==== Provided data ====

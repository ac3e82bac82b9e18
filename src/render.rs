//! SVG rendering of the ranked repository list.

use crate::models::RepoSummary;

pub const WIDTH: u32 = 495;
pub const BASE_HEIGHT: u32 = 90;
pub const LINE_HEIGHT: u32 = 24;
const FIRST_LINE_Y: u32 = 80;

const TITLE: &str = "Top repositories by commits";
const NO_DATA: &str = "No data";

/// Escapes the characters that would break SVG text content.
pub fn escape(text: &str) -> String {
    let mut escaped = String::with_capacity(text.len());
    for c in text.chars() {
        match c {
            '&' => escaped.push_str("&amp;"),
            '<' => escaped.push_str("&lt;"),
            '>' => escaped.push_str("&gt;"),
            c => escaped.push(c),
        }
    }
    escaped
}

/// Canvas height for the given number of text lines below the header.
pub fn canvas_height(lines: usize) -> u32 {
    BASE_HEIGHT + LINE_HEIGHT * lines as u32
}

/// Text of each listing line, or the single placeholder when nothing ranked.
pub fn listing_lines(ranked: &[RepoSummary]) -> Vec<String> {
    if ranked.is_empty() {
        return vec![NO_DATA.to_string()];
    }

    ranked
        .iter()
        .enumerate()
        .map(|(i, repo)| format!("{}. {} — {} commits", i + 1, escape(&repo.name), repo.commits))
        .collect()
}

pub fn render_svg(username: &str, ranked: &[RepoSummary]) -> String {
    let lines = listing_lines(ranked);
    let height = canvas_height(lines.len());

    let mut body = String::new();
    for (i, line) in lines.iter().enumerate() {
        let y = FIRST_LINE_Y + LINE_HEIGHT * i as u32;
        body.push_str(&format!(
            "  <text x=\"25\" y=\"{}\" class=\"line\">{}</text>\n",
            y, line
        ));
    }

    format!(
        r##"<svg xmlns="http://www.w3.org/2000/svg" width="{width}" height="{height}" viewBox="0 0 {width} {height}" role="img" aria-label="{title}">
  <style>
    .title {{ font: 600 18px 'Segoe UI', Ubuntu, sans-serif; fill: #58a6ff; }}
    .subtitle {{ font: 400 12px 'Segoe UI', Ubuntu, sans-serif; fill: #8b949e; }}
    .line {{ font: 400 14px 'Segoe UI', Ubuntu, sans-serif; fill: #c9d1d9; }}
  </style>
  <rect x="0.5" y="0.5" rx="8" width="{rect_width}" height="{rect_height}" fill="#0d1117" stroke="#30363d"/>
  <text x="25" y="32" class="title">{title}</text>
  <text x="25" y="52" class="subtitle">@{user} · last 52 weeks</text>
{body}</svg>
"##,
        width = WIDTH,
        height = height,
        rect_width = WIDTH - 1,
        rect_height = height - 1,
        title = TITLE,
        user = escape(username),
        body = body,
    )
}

====
==== Provided data ====

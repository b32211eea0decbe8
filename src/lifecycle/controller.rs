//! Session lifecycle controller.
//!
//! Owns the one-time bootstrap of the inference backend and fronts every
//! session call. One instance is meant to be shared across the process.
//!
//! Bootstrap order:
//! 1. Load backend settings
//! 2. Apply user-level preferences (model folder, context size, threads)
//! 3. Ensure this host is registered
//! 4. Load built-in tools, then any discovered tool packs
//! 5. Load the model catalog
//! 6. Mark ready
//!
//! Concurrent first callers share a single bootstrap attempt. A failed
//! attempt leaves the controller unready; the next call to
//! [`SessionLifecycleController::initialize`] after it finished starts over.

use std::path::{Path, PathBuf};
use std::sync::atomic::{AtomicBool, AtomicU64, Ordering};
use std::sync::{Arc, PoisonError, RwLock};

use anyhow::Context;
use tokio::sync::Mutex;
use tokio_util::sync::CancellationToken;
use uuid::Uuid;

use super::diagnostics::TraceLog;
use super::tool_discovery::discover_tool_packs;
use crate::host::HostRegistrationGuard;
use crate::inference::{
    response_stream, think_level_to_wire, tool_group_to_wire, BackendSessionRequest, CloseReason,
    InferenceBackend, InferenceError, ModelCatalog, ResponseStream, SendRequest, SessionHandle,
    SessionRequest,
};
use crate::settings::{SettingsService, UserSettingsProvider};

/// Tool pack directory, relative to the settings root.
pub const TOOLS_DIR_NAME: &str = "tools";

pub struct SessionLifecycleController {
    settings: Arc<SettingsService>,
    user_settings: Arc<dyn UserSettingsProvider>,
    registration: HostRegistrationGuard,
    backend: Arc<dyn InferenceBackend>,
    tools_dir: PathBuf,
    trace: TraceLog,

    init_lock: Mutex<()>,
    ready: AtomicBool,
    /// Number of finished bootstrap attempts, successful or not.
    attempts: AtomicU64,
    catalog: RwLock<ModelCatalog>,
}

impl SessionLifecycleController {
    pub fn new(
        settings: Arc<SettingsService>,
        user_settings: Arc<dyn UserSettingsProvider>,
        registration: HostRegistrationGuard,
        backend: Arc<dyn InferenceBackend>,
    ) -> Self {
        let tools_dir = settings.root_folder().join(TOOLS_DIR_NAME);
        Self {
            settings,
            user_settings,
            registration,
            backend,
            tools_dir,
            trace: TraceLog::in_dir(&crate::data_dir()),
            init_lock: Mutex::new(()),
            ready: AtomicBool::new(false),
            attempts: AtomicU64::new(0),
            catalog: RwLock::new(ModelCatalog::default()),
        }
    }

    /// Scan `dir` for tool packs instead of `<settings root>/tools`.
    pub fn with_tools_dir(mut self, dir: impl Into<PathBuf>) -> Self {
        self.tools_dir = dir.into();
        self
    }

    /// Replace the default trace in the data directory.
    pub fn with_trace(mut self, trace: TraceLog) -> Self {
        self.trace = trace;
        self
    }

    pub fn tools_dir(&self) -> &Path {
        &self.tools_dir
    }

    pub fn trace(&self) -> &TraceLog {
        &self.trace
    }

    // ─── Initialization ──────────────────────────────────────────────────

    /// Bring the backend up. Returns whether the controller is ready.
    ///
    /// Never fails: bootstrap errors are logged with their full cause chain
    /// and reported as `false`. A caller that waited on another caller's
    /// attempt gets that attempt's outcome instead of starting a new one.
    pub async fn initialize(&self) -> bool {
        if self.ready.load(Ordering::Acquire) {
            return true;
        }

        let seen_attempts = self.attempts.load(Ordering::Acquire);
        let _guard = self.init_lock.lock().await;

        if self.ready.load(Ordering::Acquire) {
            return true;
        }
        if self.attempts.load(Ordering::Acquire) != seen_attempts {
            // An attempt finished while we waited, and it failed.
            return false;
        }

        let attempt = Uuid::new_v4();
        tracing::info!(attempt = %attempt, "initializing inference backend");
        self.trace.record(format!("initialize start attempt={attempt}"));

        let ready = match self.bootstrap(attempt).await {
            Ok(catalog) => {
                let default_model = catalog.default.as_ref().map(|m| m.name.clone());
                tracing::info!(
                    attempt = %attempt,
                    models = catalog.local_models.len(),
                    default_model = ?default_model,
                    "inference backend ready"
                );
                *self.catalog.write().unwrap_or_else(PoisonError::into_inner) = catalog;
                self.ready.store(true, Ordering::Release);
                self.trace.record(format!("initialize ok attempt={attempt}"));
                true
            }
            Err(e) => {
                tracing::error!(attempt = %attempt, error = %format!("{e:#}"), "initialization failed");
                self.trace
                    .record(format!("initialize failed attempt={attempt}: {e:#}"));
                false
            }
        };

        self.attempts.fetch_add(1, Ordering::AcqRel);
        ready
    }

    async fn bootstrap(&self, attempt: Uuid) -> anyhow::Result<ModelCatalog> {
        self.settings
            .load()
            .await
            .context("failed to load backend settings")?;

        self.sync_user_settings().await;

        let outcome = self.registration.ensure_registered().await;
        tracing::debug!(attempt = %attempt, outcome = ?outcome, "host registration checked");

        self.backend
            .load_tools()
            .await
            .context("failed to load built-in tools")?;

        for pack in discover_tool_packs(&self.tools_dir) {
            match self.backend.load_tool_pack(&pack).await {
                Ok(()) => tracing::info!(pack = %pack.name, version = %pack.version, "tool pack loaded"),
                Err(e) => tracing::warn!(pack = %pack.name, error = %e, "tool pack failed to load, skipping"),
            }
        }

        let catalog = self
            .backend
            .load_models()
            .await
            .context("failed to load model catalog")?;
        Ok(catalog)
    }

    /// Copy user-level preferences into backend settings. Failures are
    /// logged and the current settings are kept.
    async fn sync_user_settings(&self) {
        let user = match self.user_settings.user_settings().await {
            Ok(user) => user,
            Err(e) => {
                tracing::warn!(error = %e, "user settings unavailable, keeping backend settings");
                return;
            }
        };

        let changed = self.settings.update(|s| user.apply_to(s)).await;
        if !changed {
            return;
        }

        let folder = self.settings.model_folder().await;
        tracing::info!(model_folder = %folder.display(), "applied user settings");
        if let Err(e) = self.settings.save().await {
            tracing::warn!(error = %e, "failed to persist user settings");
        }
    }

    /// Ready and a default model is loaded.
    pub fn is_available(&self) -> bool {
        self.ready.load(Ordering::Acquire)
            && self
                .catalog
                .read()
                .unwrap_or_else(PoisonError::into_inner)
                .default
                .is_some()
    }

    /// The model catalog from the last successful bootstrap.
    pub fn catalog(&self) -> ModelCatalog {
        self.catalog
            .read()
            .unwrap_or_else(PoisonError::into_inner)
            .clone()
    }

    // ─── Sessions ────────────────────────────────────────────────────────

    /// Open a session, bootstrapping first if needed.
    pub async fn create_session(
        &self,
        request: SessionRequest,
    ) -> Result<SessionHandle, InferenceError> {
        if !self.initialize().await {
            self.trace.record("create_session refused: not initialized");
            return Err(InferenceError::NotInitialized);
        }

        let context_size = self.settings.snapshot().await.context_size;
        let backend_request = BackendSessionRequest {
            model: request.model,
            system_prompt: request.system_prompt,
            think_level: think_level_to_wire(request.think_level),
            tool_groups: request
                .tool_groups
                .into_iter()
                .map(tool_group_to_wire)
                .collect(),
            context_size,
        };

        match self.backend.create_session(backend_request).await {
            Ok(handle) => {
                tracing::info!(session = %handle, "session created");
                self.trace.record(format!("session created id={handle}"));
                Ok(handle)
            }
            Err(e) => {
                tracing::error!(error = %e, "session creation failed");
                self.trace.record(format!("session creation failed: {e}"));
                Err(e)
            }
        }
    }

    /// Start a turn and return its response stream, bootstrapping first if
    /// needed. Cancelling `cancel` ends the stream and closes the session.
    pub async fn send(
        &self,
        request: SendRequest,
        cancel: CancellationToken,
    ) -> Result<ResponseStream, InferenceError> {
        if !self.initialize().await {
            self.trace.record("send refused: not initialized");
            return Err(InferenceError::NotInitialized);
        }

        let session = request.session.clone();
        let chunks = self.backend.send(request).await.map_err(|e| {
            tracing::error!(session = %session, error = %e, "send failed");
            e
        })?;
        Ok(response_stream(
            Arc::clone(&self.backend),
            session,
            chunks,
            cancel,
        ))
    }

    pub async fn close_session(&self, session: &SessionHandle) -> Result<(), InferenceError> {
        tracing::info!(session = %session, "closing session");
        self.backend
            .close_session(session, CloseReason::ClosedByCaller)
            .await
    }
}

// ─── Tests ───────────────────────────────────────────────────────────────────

====

Repeat exactly the lines above from the one with "repository ac3e82bac82b9e18" up to and including the one with "pub fn canvas_height(lines: usize)". No other line belongs in the reply.

:: Completed exercise ::
repository ac3e82bac82b9e18
filename src/render.rs
//! SVG rendering of the ranked repository list.

use crate::models::RepoSummary;

pub const WIDTH: u32 = 495;
pub const BASE_HEIGHT: u32 = 90;
pub const LINE_HEIGHT: u32 = 24;
const FIRST_LINE_Y: u32 = 80;

const TITLE: &str = "Top repositories by commits";
const NO_DATA: &str = "No data";

/// Escapes the characters that would break SVG text content.
pub fn escape(text: &str) -> String {
    let mut escaped = String::with_capacity(text.len());
    for c in text.chars() {
        match c {
            '&' => escaped.push_str("&amp;"),
            '<' => escaped.push_str("&lt;"),
            '>' => escaped.push_str("&gt;"),
            c => escaped.push(c),
        }
    }
    escaped
}

/// Canvas height for the given number of text lines below the header.
pub fn canvas_height(lines: usize) -> u32 {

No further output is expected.